Além de ser o estado com mais gastos em emendas, Minas foi responsável por dar largada à reprodução do modelo de “emendas Pix”. Logo em 2019, mesmo ano do Congresso, a Assembleia Legislativa replicou o formato. Conhecido como microcosmo político do Brasil, dadas as diferentes peculiaridades de cada região, o estado tem na política de afago a prefeitos uma estratégia fundamental para a conquista de votos — são 853 municípios no território, de longe o estado do Brasil com mais cidades.
O jornal analisou as “emendas Pix” do ano passado na Assembleia mineira, e o resultado das mais robustas ilustra bem o privilégio que deputados dão a redutos políticos. Ao todo, mais de R$ 400 milhões foram pagos nessa modalidade. Hoje senador, o ex-deputado Cleitinho Azevedo (Republicanos) destinou a segunda maior transferência especial — nome oficial desse tipo de emenda — para Divinópolis. Em uma só emenda, a cidade comandada por um irmão do deputado, Gleidson Azevedo, recebeu R$ 4,5 milhões.
— Quando eu era vereador, o que mais se cobrava lá era infraestrutura. Tem vários bairros que não têm. Quando virei deputado, falei na campanha que iria fazer de tudo para arrumar recursos e pavimentar ruas. Hoje meu irmão é prefeito, mas se amanhã ele não for, continuarei mandando para minha cidade, mandando até mais. Tem muita rua lá que precisa ser pavimentada. Quando meu irmão não era prefeito, mandei o mesmo valor — afirma o senador.

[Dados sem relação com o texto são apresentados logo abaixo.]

//! Nested-container representation of a table.
//!
//! [`Nested`] is the logical form of a table: a list whose items are either
//! all leaves or all lists of identical shape. It is what literal
//! construction accepts, what row access returns, and what JSON interchange
//! carries. [`NdArray`](crate::NdArray) stores the same content as a flat
//! row-major buffer and converts at the boundary.
//!
//! # Examples
//!
//! ```
//! use varplus_core::{Nested, Value};
//!
//! let nested = Nested::from([[1, 2, 3], [4, 5, 6]]);
//! assert_eq!(nested.shape().unwrap().as_slice(), &[2, 3]);
//!
//! let leaf = Nested::from("label");
//! assert_eq!(leaf.as_leaf(), Some(&Value::from("label")));
//! ```

use std::fmt;

use serde::de::{self, SeqAccess, Visitor};
use serde::{Deserialize, Deserializer, Serialize, Serializer};
use smallvec::smallvec;

use crate::error::{Result, TableError};
use crate::types::{shape_size, Shape};
use crate::value::Value;

/// A leaf or a list of nested items.
#[derive(Debug, Clone, PartialEq)]
pub enum Nested {
    Leaf(Value),
    List(Vec<Nested>),
}

impl Nested {
    pub fn is_leaf(&self) -> bool {
        matches!(self, Nested::Leaf(_))
    }

    pub fn as_leaf(&self) -> Option<&Value> {
        match self {
            Nested::Leaf(v) => Some(v),
            Nested::List(_) => None,
        }
    }

    pub fn as_list(&self) -> Option<&[Nested]> {
        match self {
            Nested::Leaf(_) => None,
            Nested::List(items) => Some(items),
        }
    }

    /// Validate rectangularity and return the shape.
    ///
    /// # Errors
    ///
    /// Returns [`TableError::Shape`] if:
    /// - `self` is a bare leaf
    /// - leaves and lists are mixed at one nesting level
    /// - sibling lists have different shapes
    pub fn shape(&self) -> Result<Shape> {
        match self {
            Nested::Leaf(v) => Err(TableError::shape(format!(
                "expected a list, got a {} leaf",
                v.type_name()
            ))),
            Nested::List(items) => list_shape(items, 0),
        }
    }

    /// Move every leaf into `out` in row-major order.
    pub(crate) fn flatten_into(self, out: &mut Vec<Value>) {
        match self {
            Nested::Leaf(v) => out.push(v),
            Nested::List(items) => {
                for item in items {
                    item.flatten_into(out);
                }
            }
        }
    }

    /// Rebuild the nested form of `data` laid out with `shape`.
    ///
    /// The flat sequence is cut into `shape[0]` groups of
    /// `product(shape[1..])` leaves, recursing until rank 1.
    pub(crate) fn from_flat(data: &[Value], shape: &[usize]) -> Nested {
        match shape {
            [] => Nested::Leaf(data.first().cloned().unwrap_or_default()),
            [_] => Nested::List(data.iter().cloned().map(Nested::Leaf).collect()),
            [outer, inner @ ..] => {
                let chunk = shape_size(inner);
                Nested::List(
                    (0..*outer)
                        .map(|i| Nested::from_flat(&data[i * chunk..(i + 1) * chunk], inner))
                        .collect(),
                )
            }
        }
    }

    fn write_pretty(&self, f: &mut fmt::Formatter<'_>, indent: usize) -> fmt::Result {
        match self {
            Nested::Leaf(v) => write!(f, "{v}"),
            Nested::List(items) if items.is_empty() => f.write_str("[]"),
            Nested::List(items) if items[0].is_leaf() => {
                f.write_str("[")?;
                for (i, item) in items.iter().enumerate() {
                    if i > 0 {
                        f.write_str(", ")?;
                    }
                    item.write_pretty(f, indent)?;
                }
                f.write_str("]")
            }
            Nested::List(items) => {
                f.write_str("[\n")?;
                for (i, item) in items.iter().enumerate() {
                    write!(f, "{:width$}", "", width = indent + 2)?;
                    item.write_pretty(f, indent + 2)?;
                    if i + 1 < items.len() {
                        f.write_str(",")?;
                    }
                    f.write_str("\n")?;
                }
                write!(f, "{:width$}]", "", width = indent)
            }
        }
    }
}

fn list_shape(items: &[Nested], depth: usize) -> Result<Shape> {
    let mut shape: Shape = smallvec![items.len()];
    let Some(first) = items.first() else {
        return Ok(shape);
    };
    match first {
        Nested::Leaf(_) => {
            if items.iter().any(|item| !item.is_leaf()) {
                return Err(TableError::shape(format!(
                    "leaves and lists mixed at depth {depth}"
                )));
            }
        }
        Nested::List(children) => {
            let inner = list_shape(children, depth + 1)?;
            for item in &items[1..] {
                let Nested::List(children) = item else {
                    return Err(TableError::shape(format!(
                        "leaves and lists mixed at depth {depth}"
                    )));
                };
                let other = list_shape(children, depth + 1)?;
                if other != inner {
                    return Err(TableError::shape(format!(
                        "inconsistent dimensions at depth {}: {:?} vs {:?}",
                        depth + 1,
                        inner.as_slice(),
                        other.as_slice()
                    )));
                }
            }
            shape.extend(inner);
        }
    }
    Ok(shape)
}

impl fmt::Display for Nested {
    fn fmt(&self, f: &mut fmt::Formatter<'_>) -> fmt::Result {
        self.write_pretty(f, 0)
    }
}

impl From<Value> for Nested {
    fn from(v: Value) -> Self {
        Nested::Leaf(v)
    }
}

macro_rules! leaf_from {
    ($($ty:ty),*) => {
        $(
            impl From<$ty> for Nested {
                fn from(v: $ty) -> Self {
                    Nested::Leaf(Value::from(v))
                }
            }
        )*
    };
}

leaf_from!(i64, i32, u32, f64, f32, bool, &str, String);

impl<T: Into<Nested>> From<Vec<T>> for Nested {
    fn from(items: Vec<T>) -> Self {
        Nested::List(items.into_iter().map(Into::into).collect())
    }
}

impl<T: Into<Nested>, const N: usize> From<[T; N]> for Nested {
    fn from(items: [T; N]) -> Self {
        Nested::List(items.into_iter().map(Into::into).collect())
    }
}

impl TryFrom<serde_json::Value> for Nested {
    type Error = TableError;

    fn try_from(json: serde_json::Value) -> Result<Self> {
        use serde_json::Value as Json;
        Ok(match json {
            Json::Null => Nested::Leaf(Value::Null),
            Json::Bool(b) => Nested::Leaf(Value::Bool(b)),
            Json::Number(n) => Nested::Leaf(match n.as_i64() {
                Some(i) => Value::Int(i),
                None => Value::Float(n.as_f64().unwrap_or(f64::NAN)),
            }),
            Json::String(s) => Nested::Leaf(Value::Text(s)),
            Json::Array(items) => Nested::List(
                items
                    .into_iter()
                    .map(Nested::try_from)
                    .collect::<Result<Vec<_>>>()?,
            ),
            Json::Object(_) => {
                return Err(TableError::type_error(
                    "JSON objects cannot be table leaves",
                ))
            }
        })
    }
}

impl Serialize for Nested {
    fn serialize<S: Serializer>(&self, serializer: S) -> std::result::Result<S::Ok, S::Error> {
        match self {
            Nested::Leaf(v) => v.serialize(serializer),
            Nested::List(items) => serializer.collect_seq(items),
        }
    }
}

struct NestedVisitor;

impl<'de> Visitor<'de> for NestedVisitor {
    type Value = Nested;

    fn expecting(&self, f: &mut fmt::Formatter<'_>) -> fmt::Result {
        f.write_str("a number, string, boolean, null or list")
    }

    fn visit_bool<E: de::Error>(self, v: bool) -> std::result::Result<Nested, E> {
        Ok(Nested::Leaf(Value::Bool(v)))
    }

    fn visit_i64<E: de::Error>(self, v: i64) -> std::result::Result<Nested, E> {
        Ok(Nested::Leaf(Value::Int(v)))
    }

    fn visit_u64<E: de::Error>(self, v: u64) -> std::result::Result<Nested, E> {
        Ok(Nested::Leaf(match i64::try_from(v) {
            Ok(i) => Value::Int(i),
            Err(_) => Value::Float(v as f64),
        }))
    }

    fn visit_f64<E: de::Error>(self, v: f64) -> std::result::Result<Nested, E> {
        Ok(Nested::Leaf(Value::Float(v)))
    }

    fn visit_str<E: de::Error>(self, v: &str) -> std::result::Result<Nested, E> {
        Ok(Nested::Leaf(Value::Text(v.to_owned())))
    }

    fn visit_string<E: de::Error>(self, v: String) -> std::result::Result<Nested, E> {
        Ok(Nested::Leaf(Value::Text(v)))
    }

    fn visit_unit<E: de::Error>(self) -> std::result::Result<Nested, E> {
        Ok(Nested::Leaf(Value::Null))
    }

    fn visit_none<E: de::Error>(self) -> std::result::Result<Nested, E> {
        Ok(Nested::Leaf(Value::Null))
    }

    fn visit_some<D: Deserializer<'de>>(self, d: D) -> std::result::Result<Nested, D::Error> {
        Nested::deserialize(d)
    }

    fn visit_seq<A: SeqAccess<'de>>(self, mut seq: A) -> std::result::Result<Nested, A::Error> {
        let mut items = Vec::with_capacity(seq.size_hint().unwrap_or(0));
        while let Some(item) = seq.next_element::<Nested>()? {
            items.push(item);
        }
        Ok(Nested::List(items))
    }
}

impl<'de> Deserialize<'de> for Nested {
    fn deserialize<D: Deserializer<'de>>(deserializer: D) -> std::result::Result<Self, D::Error> {
        deserializer.deserialize_any(NestedVisitor)
    }
}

O único que transferiu uma emenda superior àquela de Cleitinho, no valor de R$ 5,6 milhões, foi o ex-deputado Léo Portela (PL), que tem como sucessora na Assembleia a irmã Alê Portela (PL). O dinheiro também foi para um reduto: o município de Engenheiro Caldas, de pouco mais de 10 mil pessoas, onde os irmãos foram os mais votados para deputado estadual em 2018 e 2022. Há dois anos, Alê teve quase metade dos sufrágios locais, patamar impressionante para cargos proporcionais — aos quais os candidatos disputam votos com outros milhares de concorrentes. O prefeito do município localizado no Vale do Rio Doce também é do PL.
Linha do tempo
Ao analisar a implementação das emendas nos estados, os pesquisadores da Transparência Internacional identificaram como o Congresso criou um efeito cascata. No caso das “emendas Pix”, além de Minas ter replicado o modelo no mesmo ano de 2019, outros cinco aderiram em 2020: Alagoas, Rio Grande do Norte, Roraima, Santa Catarina e Sergipe. Em 2021, foi a vez do Amazonas, de Mato Grosso, do Piauí, de São Paulo, do Tocantins e do Ceará. Nos últimos dois anos, seguiram a modalidade Goiás, Paraíba, Acre, Maranhão, Pernambuco e Rondônia.
Por causa dos diferentes graus de transparência dos estados, o levantamento não identifica o percentual de “emendas Pix” no montante autorizado no ano passado nas unidades federativas. O caso de Minas, no entanto, joga luz sobre o caráter crescente desse tipo de transferência.
O Rio não tem previsão desse modelo, mas passou a determinar no ano passado as emendas impositivas. Em tese, elas só poderiam entrar em vigor quando o estado saísse do Regime de Recuperação Fiscal, em que está enquadrado desde 2017, mas a Assembleia revogou a barreira. Na soma, o máximo permitido foi de R$ 335 milhões, segundo o estudo. Em março, o jornal publicou uma ferramenta que permite ao leitor explorar a destinação dos recursos por cada parlamentar da Alerj.